▶ [PROBLEM TO WORK ON]: Go through the records line by line from the top and repeat each one exactly, ending with the line that contains "Engine wired to".
======== THE RECORDS
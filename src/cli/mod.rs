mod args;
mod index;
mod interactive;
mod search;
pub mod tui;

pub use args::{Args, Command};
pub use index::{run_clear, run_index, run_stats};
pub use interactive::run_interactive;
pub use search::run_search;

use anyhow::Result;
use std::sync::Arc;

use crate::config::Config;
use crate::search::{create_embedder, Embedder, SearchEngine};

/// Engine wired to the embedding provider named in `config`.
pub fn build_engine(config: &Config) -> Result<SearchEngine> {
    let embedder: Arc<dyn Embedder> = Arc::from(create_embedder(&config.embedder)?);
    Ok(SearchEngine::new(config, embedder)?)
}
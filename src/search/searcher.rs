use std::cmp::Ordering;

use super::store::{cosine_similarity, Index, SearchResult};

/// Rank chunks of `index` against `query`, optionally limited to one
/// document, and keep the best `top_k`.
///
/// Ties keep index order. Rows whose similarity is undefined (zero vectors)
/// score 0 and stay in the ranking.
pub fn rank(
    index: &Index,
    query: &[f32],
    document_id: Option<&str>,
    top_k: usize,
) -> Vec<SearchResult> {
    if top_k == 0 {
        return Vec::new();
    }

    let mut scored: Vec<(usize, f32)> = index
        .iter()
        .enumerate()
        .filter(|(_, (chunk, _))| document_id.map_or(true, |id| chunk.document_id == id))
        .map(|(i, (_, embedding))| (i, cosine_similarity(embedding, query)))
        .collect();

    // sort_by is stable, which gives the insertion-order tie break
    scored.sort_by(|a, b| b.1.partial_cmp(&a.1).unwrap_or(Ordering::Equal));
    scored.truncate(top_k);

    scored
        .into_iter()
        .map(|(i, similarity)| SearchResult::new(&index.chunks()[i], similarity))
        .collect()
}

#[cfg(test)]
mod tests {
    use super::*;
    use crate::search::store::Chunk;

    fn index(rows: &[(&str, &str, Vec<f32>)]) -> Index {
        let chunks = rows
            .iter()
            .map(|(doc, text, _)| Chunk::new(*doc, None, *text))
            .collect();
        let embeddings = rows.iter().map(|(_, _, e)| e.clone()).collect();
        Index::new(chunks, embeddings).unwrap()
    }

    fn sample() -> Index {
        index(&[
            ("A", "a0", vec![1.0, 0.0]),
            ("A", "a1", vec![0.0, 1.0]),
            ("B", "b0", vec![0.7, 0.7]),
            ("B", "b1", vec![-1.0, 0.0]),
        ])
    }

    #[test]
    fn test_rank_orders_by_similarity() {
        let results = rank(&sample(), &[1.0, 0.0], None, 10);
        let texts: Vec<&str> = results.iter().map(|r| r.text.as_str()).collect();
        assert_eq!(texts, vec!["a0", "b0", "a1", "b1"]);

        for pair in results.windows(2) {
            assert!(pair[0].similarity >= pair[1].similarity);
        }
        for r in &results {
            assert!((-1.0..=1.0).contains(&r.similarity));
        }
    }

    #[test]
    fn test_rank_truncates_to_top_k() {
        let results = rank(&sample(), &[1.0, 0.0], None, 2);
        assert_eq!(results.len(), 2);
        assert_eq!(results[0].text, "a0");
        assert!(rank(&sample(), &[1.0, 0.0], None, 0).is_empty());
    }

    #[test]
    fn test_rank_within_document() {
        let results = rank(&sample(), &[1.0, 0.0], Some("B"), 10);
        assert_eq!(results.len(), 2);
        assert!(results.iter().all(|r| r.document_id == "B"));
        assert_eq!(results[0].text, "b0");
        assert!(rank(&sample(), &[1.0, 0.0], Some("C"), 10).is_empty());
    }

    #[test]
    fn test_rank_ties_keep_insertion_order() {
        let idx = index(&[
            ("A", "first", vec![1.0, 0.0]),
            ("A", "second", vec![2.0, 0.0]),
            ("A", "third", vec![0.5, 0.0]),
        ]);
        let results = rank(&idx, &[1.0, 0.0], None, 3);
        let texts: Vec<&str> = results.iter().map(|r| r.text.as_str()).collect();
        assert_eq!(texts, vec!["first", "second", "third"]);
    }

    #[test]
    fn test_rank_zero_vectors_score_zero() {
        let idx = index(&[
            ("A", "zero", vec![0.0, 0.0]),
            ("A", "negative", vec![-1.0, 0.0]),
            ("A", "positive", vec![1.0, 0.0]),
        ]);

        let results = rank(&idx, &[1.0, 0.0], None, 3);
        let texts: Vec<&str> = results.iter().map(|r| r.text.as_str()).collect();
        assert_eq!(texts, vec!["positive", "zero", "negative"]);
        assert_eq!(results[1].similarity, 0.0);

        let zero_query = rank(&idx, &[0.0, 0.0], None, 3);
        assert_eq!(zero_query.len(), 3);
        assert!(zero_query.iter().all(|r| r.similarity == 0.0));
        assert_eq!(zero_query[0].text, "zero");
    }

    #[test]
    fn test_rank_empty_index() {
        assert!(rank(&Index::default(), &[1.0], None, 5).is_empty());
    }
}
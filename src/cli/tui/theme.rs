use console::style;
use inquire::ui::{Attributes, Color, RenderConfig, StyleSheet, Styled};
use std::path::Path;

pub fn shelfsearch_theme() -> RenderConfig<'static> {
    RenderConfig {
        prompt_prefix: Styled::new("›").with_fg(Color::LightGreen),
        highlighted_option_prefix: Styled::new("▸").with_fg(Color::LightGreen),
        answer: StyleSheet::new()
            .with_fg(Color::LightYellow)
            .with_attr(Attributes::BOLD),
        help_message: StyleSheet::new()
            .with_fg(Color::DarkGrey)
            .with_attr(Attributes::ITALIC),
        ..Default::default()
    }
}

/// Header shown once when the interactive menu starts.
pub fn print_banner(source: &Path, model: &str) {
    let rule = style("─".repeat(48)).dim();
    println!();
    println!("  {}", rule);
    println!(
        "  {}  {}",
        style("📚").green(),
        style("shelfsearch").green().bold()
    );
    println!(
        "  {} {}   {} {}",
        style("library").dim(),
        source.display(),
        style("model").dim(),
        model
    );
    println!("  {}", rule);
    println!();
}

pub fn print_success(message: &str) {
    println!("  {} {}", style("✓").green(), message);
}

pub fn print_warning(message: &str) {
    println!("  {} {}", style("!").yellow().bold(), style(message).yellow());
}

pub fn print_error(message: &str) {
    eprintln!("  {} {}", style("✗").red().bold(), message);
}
================
▶ [EXPECTED ANSWER]:
filename src/cli/mod.rs
mod args;
mod index;
mod interactive;
mod search;
pub mod tui;

pub use args::{Args, Command};
pub use index::{run_clear, run_index, run_stats};
pub use interactive::run_interactive;
pub use search::run_search;

use anyhow::Result;
use std::sync::Arc;

use crate::config::Config;
use crate::search::{create_embedder, Embedder, SearchEngine};

/// Engine wired to the embedding provider named in `config`.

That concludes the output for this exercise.